Collected data:
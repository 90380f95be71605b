//! Command-line interface definitions for driftscan.
//!
//! Note: Field-level documentation is provided via clap doc comments, so we
//! allow missing_docs for this module to avoid redundant documentation.

#![allow(missing_docs)]
#![allow(clippy::missing_docs_in_private_items)]

use clap::Parser;
use clap_complete::Shell;
use std::path::PathBuf;

/// Main CLI structure for driftscan.
#[derive(Parser)]
#[command(
    name = "drift",
    version = crate::VERSION,
    about = "Detect new, changed, and silently damaged files",
    long_about = "Reconciles a persistent manifest of file digests against the live \
filesystem, reporting files that are new, legitimately changed, or damaged \
(content differs while size and mtime do not)"
)]
pub struct Cli {
    /// Root paths to scan, traversed in argument order
    #[arg(value_name = "ROOT", required_unless_present = "completions")]
    pub roots: Vec<String>,

    /// Record new observations into the manifest (default: read-only report)
    #[arg(short, long)]
    pub update: bool,

    /// Also report unchanged files
    #[arg(short, long)]
    pub verbose: bool,

    /// Manifest store location (defaults to the configured path)
    #[arg(short = 'd', long = "db", value_name = "PATH")]
    pub db: Option<PathBuf>,

    /// Generate shell completion scripts and exit
    #[arg(long, value_enum, value_name = "SHELL")]
    pub completions: Option<Shell>,
}

#[cfg(test)]
mod tests {
    use super::*;

    #[test]
    fn test_parse_roots_and_flags() {
        let cli = Cli::try_parse_from(["drift", "-u", "-v", "--db", "/tmp/m.db", "/a", "/b"])
            .expect("should parse");
        assert_eq!(cli.roots, vec!["/a".to_string(), "/b".to_string()]);
        assert!(cli.update);
        assert!(cli.verbose);
        assert_eq!(cli.db, Some(PathBuf::from("/tmp/m.db")));
    }

    #[test]
    fn test_roots_required() {
        assert!(Cli::try_parse_from(["drift"]).is_err());
    }

    #[test]
    fn test_completions_without_roots() {
        let cli = Cli::try_parse_from(["drift", "--completions", "bash"]).expect("should parse");
        assert!(cli.roots.is_empty());
        assert!(cli.completions.is_some());
    }
}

About this exercise: For the data above, state how many lines contain "expect"; the number is the whole answer.

Answer for the task: 2